In the entries that follow, the line with "self.model.iq(q_abs, pars)" opens the range and the line with "a model symmetric" closes it; repeat that range exactly, both lines included.

MATERIAL PROVIDED section start

//! Driver folding model evaluations over the polydispersity hypercube.
//!
//! The outer loop over cube points is strictly sequential: the parameter
//! block is shared mutable scratch and the weight accumulator advances with
//! the enumeration. The inner loop over the `q` batch fans out over rayon;
//! every `result[k]` slot is owned by exactly one worker per cube point, so
//! the accumulation stays bitwise reproducible for a fixed slice partition.
//!
//! A call covers the half-open slice `[pd_start, pd_stop)`. With
//! `pd_start = 0` the result buffer is zeroed first; otherwise accumulation
//! continues on the caller's buffer, which makes long evaluations
//! interruptible at slice boundaries (see [`Snapshot`]).

// Move unit test into own file
#[cfg(test)]
#[path = "./integrator_test.rs"]
mod integrator_test;

use crate::magnetic::CrossSections;
use crate::model::{AsymmetricModel, Model, ModelInfo, OrientationMode, RadialModel,
                   SymmetricModel};
use crate::orientation::{QabcRotation, QacRotation};
use crate::parameters::{ParameterBlock, ParameterPool};
use crate::polydispersity::{CubeIter, ProblemDetails};
use crate::QPoint;
use rayon::prelude::*;
use serde_derive::{Deserialize, Serialize};

/// Captures a partially accumulated evaluation between two slices.
#[derive(Debug, Clone, Serialize, Deserialize)]
pub struct Snapshot {
    /// Result buffer after the last completed slice, `nq + 1` slots.
    pub result: Vec<f64>,
    /// First cube point not yet evaluated.
    pub pd_start: usize,
}

/// Bundles one model with the shape of its evaluation.
pub struct Integrator<'a, M> {
    model: &'a M,
    info: &'a ModelInfo,
    details: &'a ProblemDetails,
}

impl<'a, M: Model> Integrator<'a, M> {
    pub fn new(model: &'a M, info: &'a ModelInfo, details: &'a ProblemDetails) -> Integrator<'a, M> {
        Integrator {
            model,
            info,
            details,
        }
    }

    /// Walks the cube slice, applying the cutoff and invalid-point policies
    /// and maintaining the weight-volume denominator in `result[nq]`;
    /// `per_point` folds one evaluated cube point into `result[0..nq]`.
    fn fold<F>(
        &self,
        pool: &ParameterPool,
        pd_start: usize,
        pd_stop: usize,
        cutoff: f64,
        nq: usize,
        result: &mut [f64],
        mut per_point: F,
    ) where
        F: FnMut(&mut ParameterBlock, f64, &mut [f64]),
    {
        assert_eq!(
            result.len(),
            nq + 1,
            "Result buffer must hold one slot per q point plus the denominator."
        );

        if pd_start == 0 {
            for r in result.iter_mut() {
                *r = 0.;
            }
        }

        let (intensity, tail) = result.split_at_mut(nq);
        let mut pd_norm = tail[0];

        let mut local = ParameterBlock::from_pool(pool);
        for point in CubeIter::new(self.details, pool, pd_start, pd_stop) {
            if point.weight <= cutoff {
                continue;
            }
            self.details.load_values(pool, &point.index, &mut local);
            if self.model.invalid(local.values()) {
                continue;
            }
            pd_norm += point.weight * self.model.form_volume(local.values());
            per_point(&mut local, point.weight, &mut intensity[..]);
        }

        tail[0] = pd_norm;
    }

    fn pool<'v>(&self, values: &'v [f64]) -> ParameterPool<'v>
    where
        'a: 'v,
    {
        ParameterPool::new(values, self.info, self.details.num_weights())
    }
}

impl<'a, M: RadialModel> Integrator<'a, M> {
    /// 1-D evaluation at scalar `|q|` values. Never magnetic.
    pub fn radial(
        &self,
        q: &[f64],
        values: &[f64],
        pd_start: usize,
        pd_stop: usize,
        cutoff: f64,
        result: &mut [f64],
    ) {
        assert_eq!(self.info.orientation, OrientationMode::None);
        assert!(
            !self.info.is_magnetic(),
            "1-D evaluation carries no magnetic dressing."
        );
        let pool = self.pool(values);

        self.fold(&pool, pd_start, pd_stop, cutoff, q.len(), result, |local, weight, out| {
            q.par_iter().zip(out.par_iter_mut()).for_each(|(&qk, r)| {
                *r += weight * self.model.iq(qk, local.values());
            });
        });
    }

    /// Unoriented 2-D evaluation, `iq(|q|)` per detector point, with the
    /// magnetic cross-section mixing when the model carries magnetic slots.
    pub fn unoriented(
        &self,
        q: &[QPoint],
        values: &[f64],
        pd_start: usize,
        pd_stop: usize,
        cutoff: f64,
        result: &mut [f64],
    ) {
        assert_eq!(self.info.orientation, OrientationMode::None);
        let pool = self.pool(values);

        if self.info.is_magnetic() {
            let xs = CrossSections::new(&pool);
            self.fold(&pool, pd_start, pd_stop, cutoff, q.len(), result, |local, weight, out| {
                let template: &ParameterBlock = local;
                q.par_iter().zip(out.par_iter_mut()).for_each_init(
                    || template.clone(),
                    |scratch, (qp, r)| {
                        let q_abs = qp.norm();
                        *r += weight
                            * xs.scattering(&pool, qp.x, qp.y, scratch, |pars| {
                                self.model.iq(q_abs, pars)
                            });
                    },
                );
            });
        } else {
            self.fold(&pool, pd_start, pd_stop, cutoff, q.len(), result, |local, weight, out| {
                q.par_iter().zip(out.par_iter_mut()).for_each(|(qp, r)| {
                    *r += weight * self.model.iq(qp.norm(), local.values());
                });
            });
        }
    }
}

impl<'a, M: SymmetricModel> Integrator<'a, M> {
    /// Oriented evaluation of a model symmetric about its `c` axis. The
    /// mean angles are read from the pool, the jitter from the block.
    pub fn symmetric(
        &self,
        q: &[QPoint],
        values: &[f64],
        pd_start: usize,
        pd_stop: usize,
        cutoff: f64,
        result: &mut [f64],
    ) {
        let theta_par = match self.info.orientation {
            OrientationMode::Symmetric { theta_par } => theta_par,
            mode => panic!("Symmetric evaluation of a model with orientation {:?}.", mode),
        };
        let pool = self.pool(values);
        let theta = pool.parameter(theta_par);
        let phi = pool.parameter(theta_par + 1);

        if self.info.is_magnetic() {
            let xs = CrossSections::new(&pool);
            self.fold(&pool, pd_start, pd_stop, cutoff, q.len(), result, |local, weight, out| {
                let jitter = local.values();
                let rot = QacRotation::new(theta, phi, jitter[theta_par], jitter[theta_par + 1]);
                let template: &ParameterBlock = local;
                q.par_iter().zip(out.par_iter_mut()).for_each_init(
                    || template.clone(),
                    |scratch, (qp, r)| {
                        let (qab, qc) = rot.apply(qp.x, qp.y);
                        *r += weight
                            * xs.scattering(&pool, qp.x, qp.y, scratch, |pars| {
                                self.model.iqac(qab, qc, pars)
                            });
                    },
                );
            });
        } else {
            self.fold(&pool, pd_start, pd_stop, cutoff, q.len(), result, |local, weight, out| {
                let jitter = local.values();
                let rot = QacRotation::new(theta, phi, jitter[theta_par], jitter[theta_par + 1]);
                q.par_iter().zip(out.par_iter_mut()).for_each(|(qp, r)| {
                    let (qab, qc) = rot.apply(qp.x, qp.y);
                    *r += weight * self.model.iqac(qab, qc, local.values());
                });
            });
        }
    }
}

impl<'a, M: AsymmetricModel> Integrator<'a, M> {
    /// Oriented evaluation of a fully asymmetric model.
    pub fn asymmetric(
        &self,
        q: &[QPoint],
        values: &[f64],
        pd_start: usize,
        pd_stop: usize,
        cutoff: f64,
        result: &mut [f64],
    ) {
        let theta_par = match self.info.orientation {
            OrientationMode::Asymmetric { theta_par } => theta_par,
            mode => panic!("Asymmetric evaluation of a model with orientation {:?}.", mode),
        };
        let pool = self.pool(values);
        let theta = pool.parameter(theta_par);
        let phi = pool.parameter(theta_par + 1);
        let psi = pool.parameter(theta_par + 2);

        if self.info.is_magnetic() {
            let xs = CrossSections::new(&pool);
            self.fold(&pool, pd_start, pd_stop, cutoff, q.len(), result, |local, weight, out| {
                let jitter = local.values();
                let rot = QabcRotation::new(
                    theta,
                    phi,
                    psi,
                    jitter[theta_par],
                    jitter[theta_par + 1],
                    jitter[theta_par + 2],
                );
                let template: &ParameterBlock = local;
                q.par_iter().zip(out.par_iter_mut()).for_each_init(
                    || template.clone(),
                    |scratch, (qp, r)| {
                        let (qa, qb, qc) = rot.apply(qp.x, qp.y);
                        *r += weight
                            * xs.scattering(&pool, qp.x, qp.y, scratch, |pars| {
                                self.model.iqabc(qa, qb, qc, pars)
                            });
                    },
                );
            });
        } else {
            self.fold(&pool, pd_start, pd_stop, cutoff, q.len(), result, |local, weight, out| {
                let jitter = local.values();
                let rot = QabcRotation::new(
                    theta,
                    phi,
                    psi,
                    jitter[theta_par],
                    jitter[theta_par + 1],
                    jitter[theta_par + 2],
                );
                q.par_iter().zip(out.par_iter_mut()).for_each(|(qp, r)| {
                    let (qa, qb, qc) = rot.apply(qp.x, qp.y);
                    *r += weight * self.model.iqabc(qa, qb, qc, local.values());
                });
            });
        }
    }
}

MATERIAL PROVIDED section end

> [RESPONSE]
                                self.model.iq(q_abs, pars)
                            });
                    },
                );
            });
        } else {
            self.fold(&pool, pd_start, pd_stop, cutoff, q.len(), result, |local, weight, out| {
                q.par_iter().zip(out.par_iter_mut()).for_each(|(qp, r)| {
                    *r += weight * self.model.iq(qp.norm(), local.values());
                });
            });
        }
    }
}

impl<'a, M: SymmetricModel> Integrator<'a, M> {
    /// Oriented evaluation of a model symmetric about its `c` axis. The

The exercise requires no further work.